Department of Mechanical Engineering, Stanford University, USA.
The Hospital for Sick Children, University of Toronto, Canada.
Int J Cardiol. 2019 Apr 15;281:15-21. doi: 10.1016/j.ijcard.2019.01.092. Epub 2019 Jan 28.
Thrombosis is a major adverse outcome associated with coronary artery aneurysms (CAAs) resulting from Kawasaki disease (KD). Clinical guidelines recommend initiation of anticoagulation therapy with maximum CAA diameter (D) ≥8 mm or Z-score ≥ 10. Here, we investigate the role of aneurysm hemodynamics as a superior method for thrombotic risk stratification in KD patients.

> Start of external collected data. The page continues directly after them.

macro_rules! reverse_binop {
    ($trait:ident, $fn:ident, $op:expr, $lhs:ty) => {
        impl std::ops::$trait<&Pipe> for $lhs {
            type Output = Pipe;
            fn $fn(self, rhs: &Pipe) -> Pipe {
                rhs.rapply($op, self)
            }
        }
    };
}

forward_binop!(Add, add, BinOp::Add);
forward_binop!(Sub, sub, BinOp::Sub);
forward_binop!(Mul, mul, BinOp::Mul);
forward_binop!(Div, div, BinOp::Div);
forward_binop!(Rem, rem, BinOp::Mod);

reverse_binop!(Add, add, BinOp::Add, i64);
reverse_binop!(Sub, sub, BinOp::Sub, i64);
reverse_binop!(Mul, mul, BinOp::Mul, i64);
reverse_binop!(Div, div, BinOp::Div, i64);
reverse_binop!(Rem, rem, BinOp::Mod, i64);
reverse_binop!(Add, add, BinOp::Add, f64);
reverse_binop!(Sub, sub, BinOp::Sub, f64);
reverse_binop!(Mul, mul, BinOp::Mul, f64);
reverse_binop!(Div, div, BinOp::Div, f64);
reverse_binop!(Rem, rem, BinOp::Mod, f64);

impl std::ops::Neg for &Pipe {
    type Output = Pipe;
    fn neg(self) -> Pipe {
        self.unary(UnOp::Neg)
    }
}

/// Wrap a value (or live reference) as a new pipeline root.
pub fn wrap(value: impl Into<Operand>) -> Pipe {
    Pipe::wrap(value)
}

// =============================================================================
// Tests
// =============================================================================

#[cfg(test)]
mod tests {
    use super::*;
    use crate::observe::{Observable, Param};
    use crate::value::funcs;
    use std::cell::Cell;

    #[test]
    fn test_constant_chain_eval() {
        let p = wrap(5);
        let result = (&p + 2) * 3;
        assert_eq!(result.eval().unwrap(), Value::Int(21));
    }

    #[test]
    fn test_eval_is_cached() {
        let calls = Rc::new(Cell::new(0u32));
        let calls_clone = calls.clone();
        let counting = FreeFn::new("counting", move |args, _| {
            calls_clone.set(calls_clone.get() + 1);
            Ok(args[0].clone())
        });

        let node = wrap(5).pipe_fn(counting, []);
        assert_eq!(node.eval().unwrap(), Value::Int(5));
        assert_eq!(node.eval().unwrap(), Value::Int(5));
        assert_eq!(calls.get(), 1);
    }

    #[test]
    fn test_set_marks_and_recomputes() {
        let root = wrap(5);
        let node = (&root + 2) * 3;
        assert_eq!(node.eval().unwrap(), Value::Int(21));

        node.set(10).unwrap();
        assert_eq!(node.eval().unwrap(), Value::Int(36));
    }

    #[test]
    fn test_set_rejected_on_reference_root() {
        let p = Param::new([("x", Value::Int(1))]);
        let node = wrap(p.field_ref("x").unwrap());
        assert_eq!(node.set(99), Err(Error::ReferenceRoot));
    }

    #[test]
    fn test_field_change_marks_dirty() {
        let p = Param::new([("x", Value::Int(1))]);
        let node = wrap(p.field_ref("x").unwrap()).apply(BinOp::Add, 2);

        assert_eq!(node.eval().unwrap(), Value::Int(3));
        assert!(!node.is_dirty());

        p.set_field("x", Value::Int(5)).unwrap();
        assert!(node.is_dirty());
        assert_eq!(node.eval().unwrap(), Value::Int(7));
    }

    #[test]
    fn test_field_operand_marks_dirty() {
        let p = Param::new([("x", Value::Int(10))]);
        let node = wrap(1).apply(BinOp::Add, p.field_ref("x").unwrap());

        assert_eq!(node.eval().unwrap(), Value::Int(11));
        p.set_field("x", Value::Int(20)).unwrap();
        assert_eq!(node.eval().unwrap(), Value::Int(21));
    }

    #[test]
    fn test_shared_root_fan_out() {
        let root = wrap(Value::List(vec![Value::Int(1), Value::Int(2)]));
        let first = root.index(0);
        let last = root.index(-1);

        assert_eq!(first.eval().unwrap(), Value::Int(1));
        assert_eq!(last.eval().unwrap(), Value::Int(2));

        first
            .set(Value::List(vec![Value::Int(7), Value::Int(9)]))
            .unwrap();
        assert_eq!(first.eval().unwrap(), Value::Int(7));
        assert_eq!(last.eval().unwrap(), Value::Int(9));
    }

    #[test]
    fn test_reverse_operator() {
        let node = 2 - &wrap(5);
        assert_eq!(node.eval().unwrap(), Value::Int(-3));
    }

    #[test]
    fn test_reverse_remainder() {
        let node = 10 % &wrap(3);
        assert_eq!(node.eval().unwrap(), Value::Int(1));
        let node = 7.5 % &wrap(2.0);
        assert_eq!(node.eval().unwrap(), Value::Float(1.5));
    }

    #[test]
    fn test_access_unknown_attribute_errors() {
        let node = wrap(5);
        assert_eq!(
            node.access("head").err(),
            Some(Error::UnknownAttribute {
                name: "head".into(),
                kind: "int"
            })
        );
    }

    #[test]
    fn test_access_then_call() {
        let node = wrap("hello").method("upper", []).unwrap();
        assert_eq!(node.eval().unwrap(), Value::Str("HELLO".into()));
    }

    #[test]
    fn test_pending_attribute_projection() {
        let mut m = indexmap::IndexMap::new();
        m.insert("x".to_string(), Value::Int(42));
        let node = wrap(Value::Map(m)).access("x").unwrap();
        // Projection is display-only: eval projects, the chain keeps the map.
        assert_eq!(node.eval().unwrap(), Value::Int(42));
    }

    #[test]
    fn test_pending_attribute_combined_with_operator() {
        let mut m = indexmap::IndexMap::new();
        m.insert("x".to_string(), Value::Int(40));
        let node = wrap(Value::Map(m)).access("x").unwrap().apply(BinOp::Add, 2);
        assert_eq!(node.eval().unwrap(), Value::Int(42));
    }

    #[test]
    fn test_call_without_pending_errors() {
        let node = wrap(5);
        assert!(matches!(node.call([]), Err(Error::NotCallable)));
    }

    #[test]
    fn test_nested_pipe_operand() {
        let a = wrap(2);
        let b = wrap(10).apply(BinOp::Add, &a.apply(BinOp::Mul, 3));
        assert_eq!(b.eval().unwrap(), Value::Int(16));
    }

    #[test]
    fn test_dirty_locality_between_siblings() {
        let calls = Rc::new(Cell::new(0u32));
        let calls_clone = calls.clone();
        let counting = FreeFn::new("counting", move |args, _| {
            calls_clone.set(calls_clone.get() + 1);
            Ok(args[0].clone())
        });

        let root = wrap(5);
        let watched = root.pipe_fn(counting, []);
        let other = root.apply(BinOp::Add, 1);

        // Evaluating one branch must not force the sibling.
        assert_eq!(other.eval().unwrap(), Value::Int(6));
        assert_eq!(calls.get(), 0);
        assert_eq!(watched.eval().unwrap(), Value::Int(5));
        assert_eq!(calls.get(), 1);
    }

    #[test]
    fn test_wrapped_bound_root_refreshes() {
        let p = Param::new([("x", Value::Int(3))]);
        let source = Operand::bound(
            "x_squared",
            vec![p.field_ref("x").unwrap().into()],
            |args| crate::value::ops::binary(BinOp::Mul, &args[0], &args[0]),
        );
        let node = wrap(source).apply(BinOp::Add, 1);

        assert_eq!(node.eval().unwrap(), Value::Int(10));
        p.set_field("x", Value::Int(5)).unwrap();
        assert_eq!(node.eval().unwrap(), Value::Int(26));
    }

    #[test]
    fn test_slice_step() {
        let node = wrap(Value::List((0..6).map(Value::Int).collect()))
            .index(Operand::span(None, None, Some(2)));
        assert_eq!(
            node.eval().unwrap(),
            Value::List(vec![Value::Int(0), Value::Int(2), Value::Int(4)])
        );
    }

    #[test]
    fn test_free_function_chain() {
        let node = wrap(Value::List(vec![
            Value::Int(3),
            Value::Int(1),
            Value::Int(2),
        ]))
        .pipe_fn(funcs::sorted(), [])
        .index(0);
        assert_eq!(node.eval().unwrap(), Value::Int(1));
    }
}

We retrospectively studied ten KD patients with CAAs, including five patients who developed thrombosis. We constructed patient-specific anatomic models from cardiac magnetic resonance images and performed computational hemodynamic simulations using SimVascular. Our simulations incorporated pulsatile flow, deformable arterial walls and boundary conditions automatically tuned to match patient-specific arterial pressure and cardiac output. From simulation results, we derived local hemodynamic variables including time-averaged wall shear stress (TAWSS), low wall shear stress exposure, and oscillatory shear index (OSI). Local TAWSS was significantly lower in CAAs that developed thrombosis (1.2 ± 0.94 vs. 7.28 ± 9.77 dynes/cm, p = 0.006) and the fraction of CAA surface area exposed to low wall shear stress was larger (0.69 ± 0.17 vs. 0.25 ± 0.26%, p = 0.005). Similarly, longer residence times were obtained in branches where thrombosis was confirmed (9.07 ± 6.26 vs. 2.05 ± 2.91 cycles, p = 0.004). No significant differences were found for OSI or anatomical measurements such us D and Z-score. Assessment of thrombotic risk according to hemodynamic variables had higher sensitivity and specificity compared to standard clinical metrics (D, Z-score).
Hemodynamic variables can be obtained non-invasively via simulation and may provide improved thrombotic risk stratification compared to current diameter-based metrics, facilitating long-term clinical management of KD patients with persistent CAAs.
血栓形成是川崎病(KD)导致的冠状动脉瘤(CAA)的主要不良后果。临床指南建议对最大 CAA 直径(D)≥8mm 或 Z 评分≥10 的患者开始抗凝治疗。在这里,我们研究了动脉瘤血流动力学作为 KD 患者血栓形成风险分层的一种更好方法的作用。
我们回顾性研究了 10 例 CAA 合并 KD 患者,其中 5 例发生血栓形成。我们从心脏磁共振图像构建了患者特异性解剖模型,并使用 SimVascular 进行了计算血流动力学模拟。我们的模拟纳入了脉动流、可变形动脉壁和自动调整以匹配患者特定动脉压和心输出量的边界条件。从模拟结果中,我们得出了局部血流动力学变量,包括平均壁切应力(TAWSS)、低壁切应力暴露和振荡剪切指数(OSI)。发生血栓形成的 CAA 中的局部 TAWSS 明显较低(1.2±0.94 与 7.28±9.77 dynes/cm,p=0.006),并且暴露于低壁切应力的 CAA 表面积分数更大(0.69±0.17 与 0.25±0.26%,p=0.005)。同样,在血栓形成得到证实的分支中,停留时间更长(9.07±6.26 与 2.05±2.91 个循环,p=0.004)。OSI 或 D 和 Z 评分等解剖学测量值没有差异。与标准临床指标(D、Z 评分)相比,根据血流动力学变量评估血栓形成风险具有更高的敏感性和特异性。
血流动力学变量可以通过模拟无创获得,并且与基于直径的现有指标相比,可能提供更好的血栓形成风险分层,有助于 KD 患者持续 CAA 的长期临床管理。